[Work required]
Please find all lines in the data that hold the string "Loading" and copy them.

Saved entries
== == ==
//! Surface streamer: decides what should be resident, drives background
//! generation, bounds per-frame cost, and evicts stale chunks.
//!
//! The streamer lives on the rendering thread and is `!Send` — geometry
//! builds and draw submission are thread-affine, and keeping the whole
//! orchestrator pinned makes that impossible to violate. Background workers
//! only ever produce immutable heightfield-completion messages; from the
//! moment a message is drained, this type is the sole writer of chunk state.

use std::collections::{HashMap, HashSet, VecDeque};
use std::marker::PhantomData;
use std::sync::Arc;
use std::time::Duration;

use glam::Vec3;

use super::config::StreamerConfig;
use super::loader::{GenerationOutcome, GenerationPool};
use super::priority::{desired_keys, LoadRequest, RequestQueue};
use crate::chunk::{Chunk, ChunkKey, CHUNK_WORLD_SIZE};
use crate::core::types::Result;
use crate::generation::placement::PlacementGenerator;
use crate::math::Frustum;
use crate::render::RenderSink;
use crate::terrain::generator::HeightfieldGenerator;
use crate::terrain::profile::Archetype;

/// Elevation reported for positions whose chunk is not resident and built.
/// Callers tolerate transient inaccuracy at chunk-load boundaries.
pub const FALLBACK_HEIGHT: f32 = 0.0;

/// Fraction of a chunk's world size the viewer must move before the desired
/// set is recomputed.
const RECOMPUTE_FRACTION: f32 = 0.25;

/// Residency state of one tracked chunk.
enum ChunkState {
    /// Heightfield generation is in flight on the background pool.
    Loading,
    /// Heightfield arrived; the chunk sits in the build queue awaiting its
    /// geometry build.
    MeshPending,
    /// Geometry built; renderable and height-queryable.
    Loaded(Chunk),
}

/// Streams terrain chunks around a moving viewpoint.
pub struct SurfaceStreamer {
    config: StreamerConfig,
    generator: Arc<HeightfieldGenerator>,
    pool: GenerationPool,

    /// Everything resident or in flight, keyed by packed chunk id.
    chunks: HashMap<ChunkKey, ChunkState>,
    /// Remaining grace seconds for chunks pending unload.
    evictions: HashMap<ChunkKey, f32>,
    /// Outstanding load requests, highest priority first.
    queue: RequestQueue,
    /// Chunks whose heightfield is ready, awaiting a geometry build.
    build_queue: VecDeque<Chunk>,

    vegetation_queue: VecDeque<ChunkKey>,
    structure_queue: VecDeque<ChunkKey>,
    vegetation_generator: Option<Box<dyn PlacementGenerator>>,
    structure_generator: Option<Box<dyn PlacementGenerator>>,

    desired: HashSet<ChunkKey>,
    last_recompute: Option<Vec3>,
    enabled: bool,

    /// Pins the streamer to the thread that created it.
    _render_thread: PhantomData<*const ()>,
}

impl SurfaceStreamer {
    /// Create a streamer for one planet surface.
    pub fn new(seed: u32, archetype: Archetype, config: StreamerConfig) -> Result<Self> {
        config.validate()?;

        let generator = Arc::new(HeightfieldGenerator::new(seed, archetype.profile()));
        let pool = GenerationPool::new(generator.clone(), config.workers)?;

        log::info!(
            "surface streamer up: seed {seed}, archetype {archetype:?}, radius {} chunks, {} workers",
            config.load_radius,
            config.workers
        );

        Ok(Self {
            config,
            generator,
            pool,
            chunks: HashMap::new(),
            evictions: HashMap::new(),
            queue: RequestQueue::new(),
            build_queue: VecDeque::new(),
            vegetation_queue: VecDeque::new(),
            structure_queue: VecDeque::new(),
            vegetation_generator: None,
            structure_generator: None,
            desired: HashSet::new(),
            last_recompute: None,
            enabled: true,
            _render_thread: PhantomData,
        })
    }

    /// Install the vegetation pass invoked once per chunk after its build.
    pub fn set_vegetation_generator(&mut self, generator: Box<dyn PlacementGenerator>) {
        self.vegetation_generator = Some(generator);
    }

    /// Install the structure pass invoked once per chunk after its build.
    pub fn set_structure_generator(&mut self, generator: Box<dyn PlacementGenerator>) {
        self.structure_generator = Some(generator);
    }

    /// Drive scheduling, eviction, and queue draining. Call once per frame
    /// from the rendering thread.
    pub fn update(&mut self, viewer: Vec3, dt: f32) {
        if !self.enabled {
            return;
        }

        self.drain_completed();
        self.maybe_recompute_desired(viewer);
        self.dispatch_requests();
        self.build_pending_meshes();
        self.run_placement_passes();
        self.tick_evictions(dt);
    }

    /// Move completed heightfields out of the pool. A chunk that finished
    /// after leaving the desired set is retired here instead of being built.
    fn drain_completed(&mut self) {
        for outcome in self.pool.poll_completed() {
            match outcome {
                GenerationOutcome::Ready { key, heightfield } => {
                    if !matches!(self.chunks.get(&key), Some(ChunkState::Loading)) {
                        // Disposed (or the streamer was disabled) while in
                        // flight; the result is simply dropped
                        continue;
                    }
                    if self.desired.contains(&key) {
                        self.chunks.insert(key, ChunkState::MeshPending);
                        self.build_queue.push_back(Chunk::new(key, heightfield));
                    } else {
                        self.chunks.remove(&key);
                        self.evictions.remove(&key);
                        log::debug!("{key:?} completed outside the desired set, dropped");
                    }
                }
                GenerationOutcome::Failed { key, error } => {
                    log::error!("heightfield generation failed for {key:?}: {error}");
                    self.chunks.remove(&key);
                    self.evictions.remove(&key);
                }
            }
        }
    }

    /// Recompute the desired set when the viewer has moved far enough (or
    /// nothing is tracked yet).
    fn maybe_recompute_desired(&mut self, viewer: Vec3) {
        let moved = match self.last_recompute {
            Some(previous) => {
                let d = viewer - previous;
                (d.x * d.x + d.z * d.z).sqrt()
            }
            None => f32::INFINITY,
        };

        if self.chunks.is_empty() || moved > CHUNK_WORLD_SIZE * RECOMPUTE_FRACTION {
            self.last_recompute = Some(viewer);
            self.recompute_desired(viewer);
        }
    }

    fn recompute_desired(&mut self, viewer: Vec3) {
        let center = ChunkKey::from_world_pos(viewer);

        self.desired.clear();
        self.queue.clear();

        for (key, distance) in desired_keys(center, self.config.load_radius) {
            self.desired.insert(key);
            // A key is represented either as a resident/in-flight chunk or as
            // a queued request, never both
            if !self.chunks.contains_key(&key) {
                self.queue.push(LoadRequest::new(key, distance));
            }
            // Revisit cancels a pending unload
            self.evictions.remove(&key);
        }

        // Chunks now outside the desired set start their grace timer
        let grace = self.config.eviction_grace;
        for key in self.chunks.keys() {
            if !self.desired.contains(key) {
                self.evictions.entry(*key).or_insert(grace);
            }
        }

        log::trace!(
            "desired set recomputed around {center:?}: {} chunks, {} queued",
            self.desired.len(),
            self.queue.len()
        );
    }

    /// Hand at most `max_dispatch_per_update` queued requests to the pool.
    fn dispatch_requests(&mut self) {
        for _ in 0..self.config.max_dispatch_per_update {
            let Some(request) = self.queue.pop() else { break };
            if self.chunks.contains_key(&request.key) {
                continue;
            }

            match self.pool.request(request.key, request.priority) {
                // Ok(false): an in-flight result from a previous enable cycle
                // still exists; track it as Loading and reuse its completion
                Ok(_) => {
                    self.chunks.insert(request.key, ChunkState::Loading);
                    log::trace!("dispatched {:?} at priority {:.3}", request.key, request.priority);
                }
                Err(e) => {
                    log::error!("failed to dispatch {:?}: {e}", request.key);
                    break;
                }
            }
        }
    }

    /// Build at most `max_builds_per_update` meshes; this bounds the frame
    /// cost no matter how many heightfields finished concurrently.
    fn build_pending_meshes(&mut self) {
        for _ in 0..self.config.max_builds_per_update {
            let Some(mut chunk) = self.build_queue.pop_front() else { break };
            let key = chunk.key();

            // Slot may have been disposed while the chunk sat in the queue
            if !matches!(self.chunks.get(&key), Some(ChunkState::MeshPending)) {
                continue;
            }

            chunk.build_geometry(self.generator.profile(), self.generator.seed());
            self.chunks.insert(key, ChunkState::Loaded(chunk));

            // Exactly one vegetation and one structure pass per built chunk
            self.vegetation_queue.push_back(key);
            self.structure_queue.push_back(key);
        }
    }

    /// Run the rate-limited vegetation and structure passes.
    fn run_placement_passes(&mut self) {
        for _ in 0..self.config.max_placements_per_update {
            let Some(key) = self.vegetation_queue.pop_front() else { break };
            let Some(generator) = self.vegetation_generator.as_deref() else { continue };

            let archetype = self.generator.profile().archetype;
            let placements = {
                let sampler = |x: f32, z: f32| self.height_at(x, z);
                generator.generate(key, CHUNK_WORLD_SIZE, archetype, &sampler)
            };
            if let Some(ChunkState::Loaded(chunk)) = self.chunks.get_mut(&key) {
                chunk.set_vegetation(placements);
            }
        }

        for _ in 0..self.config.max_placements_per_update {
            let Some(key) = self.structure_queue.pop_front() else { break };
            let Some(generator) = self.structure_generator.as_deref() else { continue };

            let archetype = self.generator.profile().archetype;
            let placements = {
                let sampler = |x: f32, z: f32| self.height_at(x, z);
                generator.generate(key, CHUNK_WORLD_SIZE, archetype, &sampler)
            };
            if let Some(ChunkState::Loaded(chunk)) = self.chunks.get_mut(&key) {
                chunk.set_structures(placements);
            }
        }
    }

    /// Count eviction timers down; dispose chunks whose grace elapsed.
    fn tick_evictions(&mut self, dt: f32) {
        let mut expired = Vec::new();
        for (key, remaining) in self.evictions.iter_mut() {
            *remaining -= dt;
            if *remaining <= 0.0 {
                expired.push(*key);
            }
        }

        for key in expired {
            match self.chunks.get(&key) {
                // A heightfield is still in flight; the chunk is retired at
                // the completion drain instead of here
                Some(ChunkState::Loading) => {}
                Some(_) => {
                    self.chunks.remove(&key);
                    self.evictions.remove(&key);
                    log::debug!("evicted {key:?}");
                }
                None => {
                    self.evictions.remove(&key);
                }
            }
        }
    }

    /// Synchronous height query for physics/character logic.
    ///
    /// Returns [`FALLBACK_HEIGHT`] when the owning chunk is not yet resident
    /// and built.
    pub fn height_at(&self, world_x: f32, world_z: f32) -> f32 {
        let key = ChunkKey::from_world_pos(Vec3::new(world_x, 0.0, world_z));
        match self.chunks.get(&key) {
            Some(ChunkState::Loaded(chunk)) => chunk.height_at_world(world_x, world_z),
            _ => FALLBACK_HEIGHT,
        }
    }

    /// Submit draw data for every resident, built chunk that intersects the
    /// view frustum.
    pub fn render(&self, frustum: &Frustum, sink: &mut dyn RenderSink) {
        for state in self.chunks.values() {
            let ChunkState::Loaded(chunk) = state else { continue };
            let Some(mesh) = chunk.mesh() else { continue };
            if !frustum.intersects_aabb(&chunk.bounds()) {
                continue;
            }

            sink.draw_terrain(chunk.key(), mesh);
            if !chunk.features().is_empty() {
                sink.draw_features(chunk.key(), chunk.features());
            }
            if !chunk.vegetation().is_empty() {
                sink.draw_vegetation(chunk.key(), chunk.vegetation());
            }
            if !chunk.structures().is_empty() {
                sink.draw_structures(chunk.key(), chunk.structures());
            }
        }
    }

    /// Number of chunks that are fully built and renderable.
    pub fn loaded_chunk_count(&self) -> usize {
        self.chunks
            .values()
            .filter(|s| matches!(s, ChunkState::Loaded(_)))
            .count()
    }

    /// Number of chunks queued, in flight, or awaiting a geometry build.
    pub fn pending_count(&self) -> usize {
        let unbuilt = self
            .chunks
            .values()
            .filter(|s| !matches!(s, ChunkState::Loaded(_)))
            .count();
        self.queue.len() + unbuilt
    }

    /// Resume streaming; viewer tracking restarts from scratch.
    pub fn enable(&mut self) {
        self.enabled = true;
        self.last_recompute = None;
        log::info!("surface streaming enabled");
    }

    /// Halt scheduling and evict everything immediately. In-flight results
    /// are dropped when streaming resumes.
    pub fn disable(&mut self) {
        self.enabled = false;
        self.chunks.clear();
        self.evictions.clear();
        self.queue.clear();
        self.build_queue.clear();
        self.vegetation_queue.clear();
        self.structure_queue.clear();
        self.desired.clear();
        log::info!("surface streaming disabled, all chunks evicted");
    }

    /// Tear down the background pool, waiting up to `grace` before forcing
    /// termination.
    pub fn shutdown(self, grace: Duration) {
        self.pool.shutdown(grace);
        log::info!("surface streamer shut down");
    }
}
== == ==
[Reply to the exercise]
    Loading,
                    if !matches!(self.chunks.get(&key), Some(ChunkState::Loading)) {
                // still exists; track it as Loading and reuse its completion
                    self.chunks.insert(request.key, ChunkState::Loading);
                Some(ChunkState::Loading) => {}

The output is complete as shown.